//! # Pizza Actor
//!
//! Owns the pizza menu. The simplest actor in the system: no dependencies
//! (`Context = ()`) and no custom actions.
//!
//! ## Structure
//!
//! - [`entity`] - [`ActorEntity`](crate::framework::ActorEntity) implementation for [`Pizza`]
//! - [`error`] - [`PizzaError`] type for type-safe error handling
//! - [`new()`] - Factory function that creates the actor and client
//!
//! ## Usage
//!
//! ```rust
//! use pizza_catalog::pizza_actor;
//! use pizza_catalog::model::PizzaCreate;
//!
//! #[tokio::main]
//! async fn main() -> Result<(), Box<dyn std::error::Error>> {
//!     let (actor, client) = pizza_actor::new(32);
//!     tokio::spawn(actor.run(()));
//!
//!     let params = PizzaCreate {
//!         name: "Emma".to_string(),
//!         ingredients: "Dough, Tomato Sauce, Cheese".to_string(),
//!     };
//!     let pizza = client.create_pizza(params).await?;
//!     assert_eq!(pizza.name, "Emma");
//!     Ok(())
//! }
//! ```

pub mod entity;
pub mod error;

pub use error::*;

use crate::clients::PizzaClient;
use crate::framework::ResourceActor;
use crate::model::Pizza;

/// Creates a new Pizza actor and its client.
pub fn new(buffer_size: usize) -> (ResourceActor<Pizza>, PizzaClient) {
    let (actor, generic_client) = ResourceActor::new(buffer_size);
    (actor, PizzaClient::new(generic_client))
}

○ ○ ○ ○ ○

WHAT IS BEING ASKED: Look for the string "crate" in the records, and copy every line where it is found.

TASK RESPONSE:
//! - [`entity`] - [`ActorEntity`](crate::framework::ActorEntity) implementation for [`Pizza`]
use crate::clients::PizzaClient;
use crate::framework::ResourceActor;
use crate::model::Pizza;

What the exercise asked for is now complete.